I searched the internet and some USB flash manufacturers' web sites to see if they spell out how "append" to a file electrically works.  Unfortunately no luck.  So without testing I cannot say if an append operation is a data block added or is it a rewrite, or a mixture.
(In reply to :aceman (away till Aug 11) from comment #29)
> I'll test this USB scenario while working on bug 558528.

aceman were you able to test this?
Status: UNCONFIRMED → NEW
Ever confirmed: true
Flags: needinfo?(acelists)
Not yet, but I am still planning to.
I realize that for Pop3 usage, TB downloads the message from the server using
32KB buffer (using |recvfrom| system call),
*BUT*,
TB writes the message to Inbox *line by line* using a |write| system call
each time. That is the output is performed without buffering.
For example, a large attachment of JPEG or PDF ended up
of calling many smallish |write| system calls.

I suspect that USB memory stick works like SSD in terms of update of an internal block:
if it is asked to update only 75 octets, say, it needs to locate the memory block
where the data is being written to.
Then the whole data block is read into an intermediate RAM area, and
the region to be updated is filled with new data in this RAM area,
THEN the whole intermediate RAM buffer/block is written back to EEPROM block
(reprogrammed). That is, not  only 75 octets, but whatever the minimum internal block size needs to be reprogrammed: it takes time 1-50 msec range.

Depending on how clever the OS driver is handling such smallish |write|,
and how clever the EEPROM controller software,
we may end up with reprogramming EEPROM as many as the # of |write| calls in the worst case.
And the worst case is very performance poor.
If the attachment comes in MIME attachment and
in TB's case, it sends MIME as consisting of lilnes of 75 octet including ENDOFLINE,
then 3MB of such lines will cause more than 40K |write| calls. Even if one reprogramming
takes 10 m sec, 40K reprogramming is 400 seconds!

I am trying to make the write to Inbox from pop3 server a buffered output operation, but
no success so far. There seems to be some thread race issues somewhere.

TIA
(In reply to ISHIKAWA, Chiaki from comment #36)
> I realize that for Pop3 usage, TB downloads the message from the server using
> 32KB buffer (using |recvfrom| system call),
> *BUT*,
> TB writes the message to Inbox *line by line* using a |write| system call
> each time. That is the output is performed without buffering.
> For example, a large attachment of JPEG or PDF ended up
> of calling many smallish |write| system calls.

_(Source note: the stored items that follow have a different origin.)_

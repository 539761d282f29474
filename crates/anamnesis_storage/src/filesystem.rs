//! Filesystem-based audio storage implementation.
//!
//! Objects are stored under a base directory at their full object name, so
//! the on-disk layout matches the storage-path schema:
//! `{base}/users/{uid}/clients/{clientId}/sessions/{filename}`.

use crate::{AudioStore, PrefixDeletion, TempAudio};
use anamnesis_error::{AnamnesisResult, StorageError, StorageErrorKind};
use std::path::{Component, Path, PathBuf};
use uuid::Uuid;

/// Filesystem storage backend.
///
/// Writes are atomic (temp file + rename). `fetch` copies the object into
/// the OS temp directory and hands back an RAII guard that removes the copy
/// on drop.
pub struct FileSystemStore {
    base_path: PathBuf,
}

impl FileSystemStore {
    /// Create a new filesystem storage backend.
    ///
    /// Creates the base directory if it doesn't exist.
    ///
    /// # Errors
    ///
    /// Returns error if the directory cannot be created or accessed.
    #[tracing::instrument(skip(base_path))]
    pub fn new(base_path: impl Into<PathBuf>) -> AnamnesisResult<Self> {
        let base_path = base_path.into();

        std::fs::create_dir_all(&base_path).map_err(|e| {
            StorageError::new(StorageErrorKind::DirectoryCreation(format!(
                "{}: {}",
                base_path.display(),
                e
            )))
        })?;

        tracing::info!(path = %base_path.display(), "Created filesystem audio store");
        Ok(Self { base_path })
    }

    /// Resolve an object name to a path under the base directory.
    ///
    /// Rejects absolute names and any name containing parent-directory
    /// components, so object names cannot escape the base.
    fn resolve(&self, object_name: &str) -> AnamnesisResult<PathBuf> {
        let relative = Path::new(object_name);
        let escapes = relative.components().any(|c| {
            matches!(
                c,
                Component::ParentDir | Component::RootDir | Component::Prefix(_)
            )
        });
        if object_name.is_empty() || escapes {
            return Err(StorageError::new(StorageErrorKind::InvalidPath(
                object_name.to_string(),
            ))
            .into());
        }
        Ok(self.base_path.join(relative))
    }
}

#[async_trait::async_trait]
impl AudioStore for FileSystemStore {
    #[tracing::instrument(skip(self, data), fields(object = %object_name, size = data.len()))]
    async fn put(&self, object_name: &str, data: &[u8]) -> AnamnesisResult<()> {
        let path = self.resolve(object_name)?;

        if let Some(parent) = path.parent() {
            tokio::fs::create_dir_all(parent).await.map_err(|e| {
                StorageError::new(StorageErrorKind::DirectoryCreation(format!(
                    "{}: {}",
                    parent.display(),
                    e
                )))
            })?;
        }

        // Write to a uniquely named temp file first, then rename for
        // atomicity. The unique suffix keeps concurrent puts of sibling
        // objects from renaming each other's half-written file.
        let temp_path = path.with_extension(format!("{}.tmp", Uuid::new_v4()));
        tokio::fs::write(&temp_path, data).await.map_err(|e| {
            StorageError::new(StorageErrorKind::ObjectWrite(format!(
                "{}: {}",
                temp_path.display(),
                e
            )))
        })?;

        tokio::fs::rename(&temp_path, &path).await.map_err(|e| {
            StorageError::new(StorageErrorKind::ObjectWrite(format!(
                "rename {} to {}: {}",
                temp_path.display(),
                path.display(),
                e
            )))
        })?;

        tracing::info!(object = %object_name, size = data.len(), "Stored audio object");
        Ok(())
    }

    #[tracing::instrument(skip(self), fields(object = %object_name))]
    async fn fetch(&self, object_name: &str) -> AnamnesisResult<TempAudio> {
        let path = self.resolve(object_name)?;

        if !tokio::fs::try_exists(&path).await.unwrap_or(false) {
            return Err(
                StorageError::new(StorageErrorKind::NotFound(object_name.to_string())).into(),
            );
        }

        let extension = path
            .extension()
            .map(|e| format!(".{}", e.to_string_lossy()))
            .unwrap_or_default();
        let local = std::env::temp_dir().join(format!("anamnesis-{}{}", Uuid::new_v4(), extension));

        tokio::fs::copy(&path, &local).await.map_err(|e| {
            StorageError::new(StorageErrorKind::Materialize(format!(
                "{} to {}: {}",
                path.display(),
                local.display(),
                e
            )))
        })?;

        tracing::debug!(
            object = %object_name,
            local = %local.display(),
            "Materialized audio object locally"
        );
        Ok(TempAudio::new(local))
    }

    #[tracing::instrument(skip(self), fields(prefix = %prefix))]
    async fn delete_prefix(&self, prefix: &str) -> AnamnesisResult<PrefixDeletion> {
        let root = self.resolve(prefix)?;

        if !tokio::fs::try_exists(&root).await.unwrap_or(false) {
            return Ok(PrefixDeletion::default());
        }

        let mut outcome = PrefixDeletion::default();
        let mut pending = vec![root.clone()];
        let mut dirs = Vec::new();

        while let Some(dir) = pending.pop() {
            let mut entries = tokio::fs::read_dir(&dir).await.map_err(|e| {
                StorageError::new(StorageErrorKind::ObjectRead(format!(
                    "{}: {}",
                    dir.display(),
                    e
                )))
            })?;
            dirs.push(dir);

            while let Some(entry) = entries.next_entry().await.map_err(|e| {
                StorageError::new(StorageErrorKind::ObjectRead(e.to_string()))
            })? {
                let path = entry.path();
                if path.is_dir() {
                    pending.push(path);
                } else {
                    match tokio::fs::remove_file(&path).await {
                        Ok(()) => outcome.deleted += 1,
                        Err(e) => {
                            // One bad object must not block the rest
                            outcome.failed += 1;
                            tracing::warn!(
                                path = %path.display(),
                                error = %e,
                                "Failed to delete object, continuing"
                            );
                        }
                    }
                }
            }
        }

        // Deepest directories first; leftovers are harmless
        for dir in dirs.into_iter().rev() {
            let _ = tokio::fs::remove_dir(&dir).await;
        }

        tracing::info!(
            prefix = %prefix,
            deleted = outcome.deleted,
            failed = outcome.failed,
            "Deleted objects under prefix"
        );
        Ok(outcome)
    }

    #[tracing::instrument(skip(self), fields(object = %object_name))]
    async fn exists(&self, object_name: &str) -> AnamnesisResult<bool> {
        let path = self.resolve(object_name)?;
        Ok(tokio::fs::try_exists(&path).await.unwrap_or(false))
    }
}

This is only significant if the filedescriptor has O_SYNC (or O_DSYNC) set on it, otherwise the OS is still buffering each write. And if the descriptor *does* have O_SYNC set, the simpler fix is to leave it turned off and just do an fsync at the end of the message. Nothing more complicated than this is needed.
(In reply to Howard Chu from comment #37)
> (In reply to ISHIKAWA, Chiaki from comment #36)
> > I realize that for Pop3 usage, TB downloads the message from the server using
> > 32KB buffer (using |recvfrom| system call),
> > *BUT*,
> > TB writes the message to Inbox *line by line* using a |write| system call
> > each time. That is the output is performed without buffering.
> > For example, a large attachment of JPEG or PDF ended up
> > of calling many smallish |write| system calls.
> 
> This is only significant if the filedescriptor has O_SYNC (or O_DSYNC) set
> on it, otherwise the OS is still buffering each write. And if the descriptor
> *does* have O_SYNC set, the simpler fix is to leave it turned off and just
> do an fsync at the end of the message. Nothing more complicated than this is
> needed.

Thank you for the clarification.

I should check then in what mode Inbox is opened,
and also where fsync is called. (I have an issue of fsync called too often and,  
in some places, it can be replaced by fdatasync under linux at least.
I am surprised to find that fsync is always called in mozilla code by
defining a macro 
#define fdatasync fsync
Reported in
https://lists.mozilla.org/pipermail/dev-platform/2014-May/004762.html
but maybe I should file a bugzilla entry.
)

Unfortunately, the smallish |write| translates immediately to small network packet, though, if the write is to remotely mounted file system (NFS, CIFS, etc.). There is no internal buffering on the local side. (Well, we can tweak some setting, but
usually, by default, one |write| means immediate sending of packets to write data to the remote server. Unnecessarily calling  |write| often is certainly a performance killer. 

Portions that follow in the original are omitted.